— PROBLEM TO SOLVE —
Among the entries below, find the lines with "what" and copy them.

— THE DATA —
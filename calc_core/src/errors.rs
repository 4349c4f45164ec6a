//! # Error Types
//!
//! Structured error types for calc_core. Every engine returns a typed
//! [`CalcError`] instead of a blank or NaN result, so the presentation layer
//! can decide whether to hide the output, show a message, or ask for
//! corrected input.
//!
//! ## Example
//!
//! ```rust
//! use calc_core::errors::{CalcError, CalcResult};
//!
//! fn validate_principal(principal: f64) -> CalcResult<()> {
//!     if principal <= 0.0 {
//!         return Err(CalcError::invalid_terms(
//!             "principal",
//!             principal.to_string(),
//!             "Principal must be positive",
//!         ));
//!     }
//!     Ok(())
//! }
//!
//! let err = validate_principal(-5.0).unwrap_err();
//! assert_eq!(err.error_code(), "INVALID_TERMS");
//! ```

use serde::{Deserialize, Serialize};
use thiserror::Error;

/// Result type alias for calc_core operations
pub type CalcResult<T> = Result<T, CalcError>;

/// Structured error type for calculation operations.
///
/// All variants except [`CalcError::Internal`] are pure functions of the
/// caller's input: retrying with the same input yields the same error.
#[derive(Error, Debug, Clone, Serialize, Deserialize, PartialEq)]
#[serde(tag = "type", content = "details")]
pub enum CalcError {
    /// A scalar input (or output) is NaN or infinite
    #[error("Invalid value for '{field}': {value} - {reason}")]
    InvalidValue {
        field: String,
        value: String,
        reason: String,
    },

    /// A unit id is not registered in any domain
    #[error("Unknown unit: '{unit_id}'")]
    UnknownUnit { unit_id: String },

    /// Source and target units belong to different measurement domains
    #[error("Cannot convert '{from_unit}' ({from_domain}) to '{to_unit}' ({to_domain})")]
    DomainMismatch {
        from_unit: String,
        from_domain: String,
        to_unit: String,
        to_domain: String,
    },

    /// Combinatorics arguments violate 0 <= r <= n
    #[error("Invalid range: n = {n}, r = {r} - {reason}")]
    InvalidRange { n: i64, r: i64, reason: String },

    /// n is above the exact-arithmetic ceiling
    #[error("Range too large: n = {n} exceeds the ceiling of {max_n}")]
    RangeTooLarge { n: i64, max_n: u32 },

    /// Loan parameters are non-positive or not finite
    #[error("Invalid loan terms for '{field}': {value} - {reason}")]
    InvalidTerms {
        field: String,
        value: String,
        reason: String,
    },

    /// A calendar date is malformed, out of order, or out of range
    #[error("Invalid date '{value}': {reason}")]
    InvalidDate { value: String, reason: String },

    /// Cycle length falls outside the accepted window
    #[error("Invalid cycle length: {days} days (accepted range {min_days}-{max_days})")]
    InvalidCycleLength { days: i64, min_days: u32, max_days: u32 },

    /// Settings violate their own constraints
    #[error("Invalid settings for '{field}': {reason}")]
    InvalidSettings { field: String, reason: String },

    /// An arithmetic invariant did not hold (should never happen)
    #[error("Internal error: {message}")]
    Internal { message: String },
}

impl CalcError {
    /// Create an InvalidValue error
    pub fn invalid_value(field: impl Into<String>, value: f64, reason: impl Into<String>) -> Self {
        CalcError::InvalidValue {
            field: field.into(),
            value: value.to_string(),
            reason: reason.into(),
        }
    }

    /// Create an UnknownUnit error
    pub fn unknown_unit(unit_id: impl Into<String>) -> Self {
        CalcError::UnknownUnit {
            unit_id: unit_id.into(),
        }
    }

    /// Create an InvalidRange error
    pub fn invalid_range(n: i64, r: i64, reason: impl Into<String>) -> Self {
        CalcError::InvalidRange {
            n,
            r,
            reason: reason.into(),
        }
    }

    /// Create an InvalidTerms error
    pub fn invalid_terms(field: impl Into<String>, value: impl Into<String>, reason: impl Into<String>) -> Self {
        CalcError::InvalidTerms {
            field: field.into(),
            value: value.into(),
            reason: reason.into(),
        }
    }

    /// Create an InvalidDate error
    pub fn invalid_date(value: impl Into<String>, reason: impl Into<String>) -> Self {
        CalcError::InvalidDate {
            value: value.into(),
            reason: reason.into(),
        }
    }

    /// Create an InvalidSettings error
    pub fn invalid_settings(field: impl Into<String>, reason: impl Into<String>) -> Self {
        CalcError::InvalidSettings {
            field: field.into(),
            reason: reason.into(),
        }
    }

    /// Create an Internal error
    pub fn internal(message: impl Into<String>) -> Self {
        CalcError::Internal {
            message: message.into(),
        }
    }

    /// True for errors caused by the caller's input (everything but `Internal`)
    pub fn is_input_error(&self) -> bool {
        !matches!(self, CalcError::Internal { .. })
    }

    /// Get a short error code for programmatic handling
    pub fn error_code(&self) -> &'static str {
        match self {
            CalcError::InvalidValue { .. } => "INVALID_VALUE",
            CalcError::UnknownUnit { .. } => "UNKNOWN_UNIT",
            CalcError::DomainMismatch { .. } => "DOMAIN_MISMATCH",
            CalcError::InvalidRange { .. } => "INVALID_RANGE",
            CalcError::RangeTooLarge { .. } => "RANGE_TOO_LARGE",
            CalcError::InvalidTerms { .. } => "INVALID_TERMS",
            CalcError::InvalidDate { .. } => "INVALID_DATE",
            CalcError::InvalidCycleLength { .. } => "INVALID_CYCLE_LENGTH",
            CalcError::InvalidSettings { .. } => "INVALID_SETTINGS",
            CalcError::Internal { .. } => "INTERNAL_ERROR",
        }
    }
}

#[cfg(test)]
mod tests {
    use super::*;

    #[test]
    fn test_error_serialization() {
        let error = CalcError::invalid_range(5, 6, "r must not exceed n");
        let json = serde_json::to_string(&error).unwrap();
        assert!(json.contains("\"type\":\"InvalidRange\""));
        let roundtrip: CalcError = serde_json::from_str(&json).unwrap();
        assert_eq!(error, roundtrip);
    }

    #[test]
    fn test_error_codes() {
        assert_eq!(CalcError::unknown_unit("furlong").error_code(), "UNKNOWN_UNIT");
        assert_eq!(
            CalcError::RangeTooLarge { n: 51, max_n: 50 }.error_code(),
            "RANGE_TOO_LARGE"
        );
        assert_eq!(CalcError::invalid_date("2024-13-01", "bad month").error_code(), "INVALID_DATE");
    }

    #[test]
    fn test_input_errors_are_distinguished_from_internal() {
        assert!(CalcError::invalid_value("value", f64::NAN, "not finite").is_input_error());
        assert!(!CalcError::internal("remainder").is_input_error());
    }

    #[test]
    fn test_display_messages() {
        let err = CalcError::InvalidCycleLength {
            days: 50,
            min_days: 20,
            max_days: 45,
        };
        assert_eq!(
            err.to_string(),
            "Invalid cycle length: 50 days (accepted range 20-45)"
        );
    }
}
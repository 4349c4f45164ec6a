//! # Calendar Arithmetic
//!
//! Calendar-accurate date differences and cycle-based date projections.
//! All functions take the "current date" as an explicit argument; nothing
//! here reads the system clock.
//!
//! - [`diff`] - `{years, months, days}` between two dates, plus age summaries
//! - [`cycle`] - recurring, fixed-offset, and gestation projections
//!
//! ## Example
//!
//! ```rust
//! use calc_core::calendar::{diff, parse_date, DateDiff};
//!
//! let from = parse_date("2024-01-31").unwrap();
//! let to = parse_date("2024-03-01").unwrap();
//! assert_eq!(diff(from, to).unwrap(), DateDiff { years: 0, months: 1, days: 1 });
//! ```

pub mod cycle;
pub mod diff;

pub use cycle::{
    due_date, gestational_age, next_periods, ovulation, CycleProjection, FertilityWindow,
    GestationalAge, Occurrences, Pregnancy,
};
pub use diff::{age, diff, AgeSummary, DateDiff};

use chrono::{Days, Months, NaiveDate};

use crate::errors::{CalcError, CalcResult};

/// Date format accepted by [`parse_date`]
pub const DATE_FORMAT: &str = "%Y-%m-%d";

/// Parse an ISO `YYYY-MM-DD` date.
pub fn parse_date(text: &str) -> CalcResult<NaiveDate> {
    NaiveDate::parse_from_str(text.trim(), DATE_FORMAT)
        .map_err(|e| CalcError::invalid_date(text, format!("expected YYYY-MM-DD ({})", e)))
}

/// Add `days` (possibly negative) to `date`.
///
/// ```rust
/// use calc_core::calendar::{add_days, parse_date};
///
/// let lmp = parse_date("2024-01-01").unwrap();
/// assert_eq!(add_days(lmp, 280).unwrap(), parse_date("2024-10-07").unwrap());
/// assert_eq!(add_days(lmp, -1).unwrap(), parse_date("2023-12-31").unwrap());
/// ```
pub fn add_days(date: NaiveDate, days: i64) -> CalcResult<NaiveDate> {
    let shifted = if days >= 0 {
        date.checked_add_days(Days::new(days as u64))
    } else {
        date.checked_sub_days(Days::new(days.unsigned_abs()))
    };
    shifted.ok_or_else(|| {
        CalcError::invalid_date(
            date.to_string(),
            format!("adding {} days leaves the supported calendar range", days),
        )
    })
}

/// Number of days in `month` of `year` (28-31, leap-year aware).
pub fn days_in_month(year: i32, month: u32) -> CalcResult<u32> {
    let first = NaiveDate::from_ymd_opt(year, month, 1)
        .ok_or_else(|| CalcError::invalid_date(format!("{}-{:02}", year, month), "no such month"))?;
    let next = first
        .checked_add_months(Months::new(1))
        .ok_or_else(|| CalcError::invalid_date(first.to_string(), "month after is out of range"))?;
    Ok(next.signed_duration_since(first).num_days() as u32)
}

/// Reject `later` preceding `earlier`.
pub(crate) fn ensure_ordered(earlier: NaiveDate, later: NaiveDate, what: &str) -> CalcResult<()> {
    if later < earlier {
        return Err(CalcError::invalid_date(
            later.to_string(),
            format!("{} must not be before {}", what, earlier),
        ));
    }
    Ok(())
}

#[cfg(test)]
mod tests {
    use super::*;

    #[test]
    fn test_parse_date() {
        let date = parse_date(" 2024-02-29 ").unwrap();
        assert_eq!(date, NaiveDate::from_ymd_opt(2024, 2, 29).unwrap());
    }

    #[test]
    fn test_parse_date_rejects_garbage() {
        for bad in ["2023-02-29", "2024-13-01", "31/01/2024", "", "tomorrow"] {
            let err = parse_date(bad).unwrap_err();
            assert_eq!(err.error_code(), "INVALID_DATE", "input {:?}", bad);
        }
    }

    #[test]
    fn test_days_in_month() {
        assert_eq!(days_in_month(2024, 2).unwrap(), 29);
        assert_eq!(days_in_month(2023, 2).unwrap(), 28);
        assert_eq!(days_in_month(1900, 2).unwrap(), 28);
        assert_eq!(days_in_month(2000, 2).unwrap(), 29);
        assert_eq!(days_in_month(2024, 4).unwrap(), 30);
        assert_eq!(days_in_month(2024, 12).unwrap(), 31);
        assert!(days_in_month(2024, 13).is_err());
    }

    #[test]
    fn test_add_days_overflow() {
        let err = add_days(NaiveDate::MAX, 1).unwrap_err();
        assert_eq!(err.error_code(), "INVALID_DATE");
    }
}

— WRITTEN SOLUTION —
pub(crate) fn ensure_ordered(earlier: NaiveDate, later: NaiveDate, what: &str) -> CalcResult<()> {
            format!("{} must not be before {}", what, earlier),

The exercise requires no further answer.